# EXERCISE OBJECTIVE
How many lines within the records include the word "high"? Only that number should be given.

# RECORDS SUPPLIED
<<<<

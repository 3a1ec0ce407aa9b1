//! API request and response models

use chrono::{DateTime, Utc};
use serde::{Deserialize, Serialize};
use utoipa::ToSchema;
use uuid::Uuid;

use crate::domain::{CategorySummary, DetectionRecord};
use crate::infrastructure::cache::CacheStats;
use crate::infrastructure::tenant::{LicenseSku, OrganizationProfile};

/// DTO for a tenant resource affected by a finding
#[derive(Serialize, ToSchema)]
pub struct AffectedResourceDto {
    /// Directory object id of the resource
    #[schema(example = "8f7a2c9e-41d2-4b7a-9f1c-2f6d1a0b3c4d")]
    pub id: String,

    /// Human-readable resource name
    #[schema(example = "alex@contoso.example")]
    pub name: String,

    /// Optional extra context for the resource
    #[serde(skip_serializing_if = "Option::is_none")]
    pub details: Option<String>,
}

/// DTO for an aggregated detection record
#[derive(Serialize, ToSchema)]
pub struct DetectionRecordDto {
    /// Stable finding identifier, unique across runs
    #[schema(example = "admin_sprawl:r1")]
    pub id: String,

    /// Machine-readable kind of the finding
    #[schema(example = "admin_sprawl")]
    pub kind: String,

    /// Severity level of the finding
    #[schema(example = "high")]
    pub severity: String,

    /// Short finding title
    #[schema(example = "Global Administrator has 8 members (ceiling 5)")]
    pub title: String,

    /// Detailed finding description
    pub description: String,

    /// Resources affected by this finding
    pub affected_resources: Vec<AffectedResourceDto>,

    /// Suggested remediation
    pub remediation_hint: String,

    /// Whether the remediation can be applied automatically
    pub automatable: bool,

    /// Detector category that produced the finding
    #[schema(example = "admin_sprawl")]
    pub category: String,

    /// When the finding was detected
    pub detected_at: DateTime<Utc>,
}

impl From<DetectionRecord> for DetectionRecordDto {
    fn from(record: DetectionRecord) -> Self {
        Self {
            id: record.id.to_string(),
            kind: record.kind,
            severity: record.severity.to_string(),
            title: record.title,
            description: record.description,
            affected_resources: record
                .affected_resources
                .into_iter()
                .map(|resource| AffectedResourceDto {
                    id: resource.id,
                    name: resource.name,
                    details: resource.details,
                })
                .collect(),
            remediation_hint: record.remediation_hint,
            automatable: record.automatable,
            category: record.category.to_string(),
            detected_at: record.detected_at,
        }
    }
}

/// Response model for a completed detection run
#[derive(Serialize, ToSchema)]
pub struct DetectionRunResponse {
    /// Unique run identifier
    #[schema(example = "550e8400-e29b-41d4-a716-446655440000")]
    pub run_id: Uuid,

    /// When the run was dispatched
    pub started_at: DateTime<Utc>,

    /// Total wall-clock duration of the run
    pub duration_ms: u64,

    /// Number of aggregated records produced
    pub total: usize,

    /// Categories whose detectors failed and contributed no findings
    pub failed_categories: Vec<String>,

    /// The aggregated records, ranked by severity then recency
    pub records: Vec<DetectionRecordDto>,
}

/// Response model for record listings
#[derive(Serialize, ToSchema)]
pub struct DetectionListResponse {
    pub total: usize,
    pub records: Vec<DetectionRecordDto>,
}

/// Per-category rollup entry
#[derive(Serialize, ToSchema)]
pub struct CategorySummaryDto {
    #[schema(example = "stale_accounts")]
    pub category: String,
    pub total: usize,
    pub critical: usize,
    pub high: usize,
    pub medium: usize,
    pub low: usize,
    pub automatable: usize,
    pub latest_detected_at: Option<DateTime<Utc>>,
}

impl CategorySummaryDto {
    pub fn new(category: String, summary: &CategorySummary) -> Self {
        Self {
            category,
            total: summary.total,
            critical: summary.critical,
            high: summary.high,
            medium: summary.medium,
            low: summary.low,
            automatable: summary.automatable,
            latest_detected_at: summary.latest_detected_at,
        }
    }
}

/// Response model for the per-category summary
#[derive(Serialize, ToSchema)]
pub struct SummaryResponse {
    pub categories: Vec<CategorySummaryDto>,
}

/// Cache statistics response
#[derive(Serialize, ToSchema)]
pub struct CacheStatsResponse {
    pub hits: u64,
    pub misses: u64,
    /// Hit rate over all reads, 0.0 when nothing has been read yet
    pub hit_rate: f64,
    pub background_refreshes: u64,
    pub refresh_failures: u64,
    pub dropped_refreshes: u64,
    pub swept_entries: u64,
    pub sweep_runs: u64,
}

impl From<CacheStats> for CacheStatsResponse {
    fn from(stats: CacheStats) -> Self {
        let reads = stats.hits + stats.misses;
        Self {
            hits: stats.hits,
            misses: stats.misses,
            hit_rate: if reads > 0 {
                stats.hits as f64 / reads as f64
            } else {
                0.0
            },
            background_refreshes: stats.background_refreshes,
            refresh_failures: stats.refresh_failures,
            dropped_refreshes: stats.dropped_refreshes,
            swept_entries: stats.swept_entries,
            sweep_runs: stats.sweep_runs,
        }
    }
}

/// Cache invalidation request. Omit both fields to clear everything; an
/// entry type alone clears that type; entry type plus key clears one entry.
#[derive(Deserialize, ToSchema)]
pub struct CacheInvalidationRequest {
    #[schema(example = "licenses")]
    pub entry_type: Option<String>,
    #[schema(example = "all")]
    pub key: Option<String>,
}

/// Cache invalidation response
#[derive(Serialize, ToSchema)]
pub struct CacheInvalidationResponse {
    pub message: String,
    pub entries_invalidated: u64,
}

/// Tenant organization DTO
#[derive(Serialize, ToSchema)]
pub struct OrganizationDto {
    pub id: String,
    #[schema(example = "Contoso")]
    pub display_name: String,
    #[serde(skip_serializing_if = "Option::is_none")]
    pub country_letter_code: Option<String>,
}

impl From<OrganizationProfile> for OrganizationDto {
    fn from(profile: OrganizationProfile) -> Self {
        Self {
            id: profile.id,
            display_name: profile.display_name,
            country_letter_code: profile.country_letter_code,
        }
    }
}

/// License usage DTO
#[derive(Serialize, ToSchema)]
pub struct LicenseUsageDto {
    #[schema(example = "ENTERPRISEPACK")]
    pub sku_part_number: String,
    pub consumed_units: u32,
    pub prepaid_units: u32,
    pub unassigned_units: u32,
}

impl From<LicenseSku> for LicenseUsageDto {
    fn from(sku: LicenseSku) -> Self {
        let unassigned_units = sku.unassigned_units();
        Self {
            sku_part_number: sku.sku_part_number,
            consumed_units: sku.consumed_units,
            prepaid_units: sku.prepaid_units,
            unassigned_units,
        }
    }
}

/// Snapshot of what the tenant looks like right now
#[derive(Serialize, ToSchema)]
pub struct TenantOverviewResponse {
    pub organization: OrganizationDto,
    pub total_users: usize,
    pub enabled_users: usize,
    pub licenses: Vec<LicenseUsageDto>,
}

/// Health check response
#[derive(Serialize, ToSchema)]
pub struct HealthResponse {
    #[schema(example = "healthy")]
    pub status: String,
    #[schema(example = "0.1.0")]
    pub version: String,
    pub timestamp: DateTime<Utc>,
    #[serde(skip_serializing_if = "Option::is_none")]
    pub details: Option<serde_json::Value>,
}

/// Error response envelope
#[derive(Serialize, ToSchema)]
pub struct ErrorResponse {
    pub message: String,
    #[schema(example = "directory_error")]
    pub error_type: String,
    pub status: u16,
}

>>>>
<<<<

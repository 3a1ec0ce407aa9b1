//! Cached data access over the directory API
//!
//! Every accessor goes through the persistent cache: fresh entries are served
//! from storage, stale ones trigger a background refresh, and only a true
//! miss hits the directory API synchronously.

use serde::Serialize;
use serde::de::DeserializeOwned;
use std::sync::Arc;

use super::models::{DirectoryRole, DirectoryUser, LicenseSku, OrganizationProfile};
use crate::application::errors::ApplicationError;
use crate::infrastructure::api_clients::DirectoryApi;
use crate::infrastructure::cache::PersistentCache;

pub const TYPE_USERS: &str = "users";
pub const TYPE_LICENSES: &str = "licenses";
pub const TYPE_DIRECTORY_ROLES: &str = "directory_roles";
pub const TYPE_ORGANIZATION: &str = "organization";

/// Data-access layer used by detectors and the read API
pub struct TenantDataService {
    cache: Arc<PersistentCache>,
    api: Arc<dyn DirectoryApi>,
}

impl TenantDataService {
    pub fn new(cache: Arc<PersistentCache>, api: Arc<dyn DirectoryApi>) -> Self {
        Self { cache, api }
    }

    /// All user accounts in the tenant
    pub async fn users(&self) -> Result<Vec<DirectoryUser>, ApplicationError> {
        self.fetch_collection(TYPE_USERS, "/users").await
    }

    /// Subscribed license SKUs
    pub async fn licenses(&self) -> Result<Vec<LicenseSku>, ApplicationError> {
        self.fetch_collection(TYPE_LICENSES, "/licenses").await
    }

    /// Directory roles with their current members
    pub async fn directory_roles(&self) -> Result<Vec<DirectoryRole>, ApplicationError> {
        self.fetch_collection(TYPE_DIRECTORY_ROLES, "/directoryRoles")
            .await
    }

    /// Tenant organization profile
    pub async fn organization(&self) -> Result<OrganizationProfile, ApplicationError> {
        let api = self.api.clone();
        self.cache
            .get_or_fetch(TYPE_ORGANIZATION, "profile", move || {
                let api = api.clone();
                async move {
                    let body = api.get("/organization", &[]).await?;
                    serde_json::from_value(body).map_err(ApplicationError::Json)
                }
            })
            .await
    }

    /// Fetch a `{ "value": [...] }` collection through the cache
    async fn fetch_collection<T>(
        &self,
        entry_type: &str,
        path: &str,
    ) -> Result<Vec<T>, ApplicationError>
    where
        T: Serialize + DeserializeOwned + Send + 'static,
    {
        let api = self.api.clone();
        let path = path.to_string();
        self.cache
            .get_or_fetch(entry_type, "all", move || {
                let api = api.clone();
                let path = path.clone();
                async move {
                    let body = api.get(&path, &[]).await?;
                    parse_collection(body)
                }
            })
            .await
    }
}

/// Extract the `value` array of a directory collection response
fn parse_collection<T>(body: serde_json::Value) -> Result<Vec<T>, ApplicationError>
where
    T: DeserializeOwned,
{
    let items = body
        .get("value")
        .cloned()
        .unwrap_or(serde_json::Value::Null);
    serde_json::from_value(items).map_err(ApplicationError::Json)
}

>>>>

# RESULT OF THIS EXERCISE
3